Joan agreed to come and sit with Sammy and said that Shelly was doing the right thing and that she should act with dignity and decorum. She intended to try. She’d never had a cat-fight in her life. Joan said that she’d help her to chose and outfit and came round two hours early so that Shelly could get ready in peace.
Shelly asked Sammy if he even wanted to go to Alton Towers with his dad. If he didn’t want to go, then she certainly wasn’t going to make him. She explained all about John’s new girlfriend and told him everything that she felt that he needed to know so that he could process it in advance.
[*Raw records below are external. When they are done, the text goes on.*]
//! The desired-state document and its builder.
//!
//! A stack is built once, by value, into an immutable [`StackDocument`]
//! that serializes cleanly, so the whole topology is reproducible and
//! diffable. No mutable global state is involved.

use std::collections::{BTreeMap, HashMap, HashSet};

use serde::{Deserialize, Serialize};

use crate::error::{Result, StackError};
use crate::grant::{ActionSet, Grant, ManagedPolicyAttachment};
use crate::resource::{
    BucketSpec, FunctionSpec, FunctionUrlSpec, ResourceEntry, ResourceMeta, ResourceSpec,
    ResourceToken, TableSpec,
};
use crate::validation::{StackValidator, StackWarning};

/// A deploy-time output surfaced to the operator.
#[derive(Debug, Clone, PartialEq, Eq, Serialize, Deserialize)]
#[serde(rename_all = "camelCase")]
pub struct StackOutput {
    pub name: String,
    /// Value, possibly embedding `${token:…}` references resolved at apply.
    pub value: String,
}

/// Immutable desired-state document: resources, grants, and outputs,
/// with a precomputed dependency order.
#[derive(Debug, Clone, Serialize, Deserialize)]
#[serde(rename_all = "camelCase")]
pub struct StackDocument {
    /// Stack name; also the unit of teardown.
    pub name: String,

    /// All declared resources, in declaration order.
    pub resources: Vec<ResourceEntry>,

    /// The permission graph.
    pub grants: Vec<Grant>,

    /// Broad managed-policy attachments (flagged by validation).
    pub managed_policies: Vec<ManagedPolicyAttachment>,

    /// Deploy-time outputs.
    pub outputs: Vec<StackOutput>,

    /// Logical ids in dependency order, leaves first.
    deploy_order: Vec<String>,

    /// Non-fatal findings collected at build time.
    warnings: Vec<StackWarning>,
}

impl StackDocument {
    /// Logical ids in the order resources must be created: a resource
    /// referencing another's identity is never created before it.
    pub fn deploy_order(&self) -> &[String] {
        &self.deploy_order
    }

    /// Teardown order: the reverse of the deploy order.
    pub fn teardown_order(&self) -> Vec<String> {
        self.deploy_order.iter().rev().cloned().collect()
    }

    /// Warnings collected when the document was built.
    pub fn warnings(&self) -> &[StackWarning] {
        &self.warnings
    }

    /// Looks up a resource by logical id.
    pub fn resource(&self, logical_id: &str) -> Option<&ResourceEntry> {
        self.resources.iter().find(|r| r.id() == logical_id)
    }

    /// Looks up a resource by token.
    pub fn resource_by_token(&self, token: &ResourceToken) -> Option<&ResourceEntry> {
        self.resources.iter().find(|r| &r.token == token)
    }

    /// Serializes the document to JSON for snapshotting and diffing.
    pub fn to_json(&self) -> Result<String> {
        Ok(serde_json::to_string_pretty(self)?)
    }
}

/// Builder accumulating resource declarations into a [`StackDocument`].
///
/// `build()` validates the whole document and computes the dependency
/// order; an invalid topology never produces a document (fail-fast, no
/// partial apply left dangling).
#[derive(Debug)]
pub struct StackBuilder {
    name: String,
    resources: Vec<ResourceEntry>,
    grants: Vec<Grant>,
    managed_policies: Vec<ManagedPolicyAttachment>,
    outputs: Vec<StackOutput>,
}

impl StackBuilder {
    /// Starts a new stack document.
    pub fn new(name: impl Into<String>) -> Self {
        Self {
            name: name.into(),
            resources: Vec::new(),
            grants: Vec::new(),
            managed_policies: Vec::new(),
            outputs: Vec::new(),
        }
    }

    fn add(&mut self, logical_id: &str, spec: ResourceSpec) -> ResourceToken {
        let token = ResourceToken::for_id(logical_id);
        self.resources.push(ResourceEntry {
            meta: ResourceMeta::new(logical_id),
            token: token.clone(),
            spec,
        });
        token
    }

    /// Declares a key-value table; returns its identity token.
    pub fn add_table(&mut self, logical_id: &str, spec: TableSpec) -> ResourceToken {
        self.add(logical_id, ResourceSpec::Table(spec))
    }

    /// Declares an object bucket; returns its identity token.
    pub fn add_bucket(&mut self, logical_id: &str, spec: BucketSpec) -> ResourceToken {
        self.add(logical_id, ResourceSpec::Bucket(spec))
    }

    /// Declares a compute function; returns its identity token.
    pub fn add_function(&mut self, logical_id: &str, spec: FunctionSpec) -> ResourceToken {
        self.add(logical_id, ResourceSpec::Function(spec))
    }

    /// Declares a public URL bound to a function; returns its identity token.
    pub fn add_function_url(&mut self, logical_id: &str, spec: FunctionUrlSpec) -> ResourceToken {
        self.add(logical_id, ResourceSpec::FunctionUrl(spec))
    }

    /// Grants `principal` the given actions on `target`.
    pub fn grant(&mut self, principal: &ResourceToken, target: &ResourceToken, actions: ActionSet) {
        self.grants
            .push(Grant::new(principal.clone(), target.clone(), actions));
    }

    /// Attaches a broad managed policy to a function's role.
    pub fn attach_managed_policy(&mut self, principal: &ResourceToken, policy_name: &str) {
        self.managed_policies
            .push(ManagedPolicyAttachment::new(principal.clone(), policy_name));
    }

    /// Surfaces a deploy-time output. The value may embed token references.
    pub fn output(&mut self, name: impl Into<String>, value: impl Into<String>) {
        self.outputs.push(StackOutput {
            name: name.into(),
            value: value.into(),
        });
    }

    /// Validates the accumulated declarations and produces the immutable
    /// document with its dependency order.
    pub fn build(self) -> Result<StackDocument> {
        let mut validator = StackValidator::new();
        let warnings = validator.validate(
            &self.resources,
            &self.grants,
            &self.managed_policies,
            &self.outputs,
        )?;

        let deploy_order = topological_order(&self.resources)?;

        log::debug!(
            "Built stack '{}' with {} resources, {} grants, {} warnings",
            self.name,
            self.resources.len(),
            self.grants.len(),
            warnings.len()
        );

        Ok(StackDocument {
            name: self.name,
            resources: self.resources,
            grants: self.grants,
            managed_policies: self.managed_policies,
            outputs: self.outputs,
            deploy_order,
            warnings,
        })
    }
}

/// Kahn's algorithm over token references, with declaration order as the
/// deterministic tie-break. Leaves (no references) come first.
fn topological_order(resources: &[ResourceEntry]) -> Result<Vec<String>> {
    let index: HashMap<&str, usize> = resources
        .iter()
        .enumerate()
        .map(|(i, r)| (r.id(), i))
        .collect();

    // dependents[i] lists resources that reference resource i.
    let mut dependents: Vec<Vec<usize>> = vec![Vec::new(); resources.len()];
    let mut indegree: Vec<usize> = vec![0; resources.len()];

    for (i, resource) in resources.iter().enumerate() {
        let mut seen = HashSet::new();
        for token in resource.spec.references() {
            let dep = *index.get(token.logical_id()).ok_or_else(|| {
                StackError::UnresolvedReference {
                    token: token.logical_id().to_string(),
                    referrer: resource.id().to_string(),
                }
            })?;
            if seen.insert(dep) {
                dependents[dep].push(i);
                indegree[i] += 1;
            }
        }
    }

    // Declaration-order queue keeps the sort deterministic.
    let mut ready: Vec<usize> = indegree
        .iter()
        .enumerate()
        .filter(|&(_, &deg)| deg == 0)
        .map(|(i, _)| i)
        .collect();
    let mut order = Vec::with_capacity(resources.len());

    while let Some(next) = ready.first().copied() {
        ready.remove(0);
        order.push(resources[next].id().to_string());
        for &dependent in &dependents[next] {
            indegree[dependent] -= 1;
            if indegree[dependent] == 0 {
                // Insert keeping declaration order.
                let pos = ready
                    .iter()
                    .position(|&r| r > dependent)
                    .unwrap_or(ready.len());
                ready.insert(pos, dependent);
            }
        }
    }

    if order.len() != resources.len() {
        let stuck = resources
            .iter()
            .find(|r| !order.iter().any(|id| id == r.id()))
            .map(|r| r.id().to_string())
            .unwrap_or_default();
        return Err(StackError::DependencyCycle(stuck));
    }

    Ok(order)
}

/// Resolves `${token:…}` placeholders in a value against a map of
/// logical id → physical name.
pub fn resolve_references(value: &str, physical: &BTreeMap<String, String>) -> String {
    let mut out = value.to_string();
    for (logical_id, name) in physical {
        let placeholder = format!("${{token:{}}}", logical_id);
        if out.contains(&placeholder) {
            out = out.replace(&placeholder, name);
        }
    }
    out
}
She interspersed the talk every few sentences with, ‘But you don’t have to go if you don’t want to, it’s entirely up to you.’ Sammy played with Carthenage and didn’t seem to be paying much attention.
‘So what do you think, Sammy, do you want to go, or not?’ The or not was added with just the smallest note of desperation.
‘Okay,’ said Sammy, as though she’d asked him if he wanted a Satsuma. He wandered off with the dog, and Shelly felt betrayed but that was that. Sammy was going to play happy families with his dad and Curella-de-no knickers, and she had to pretend that she was okay with it.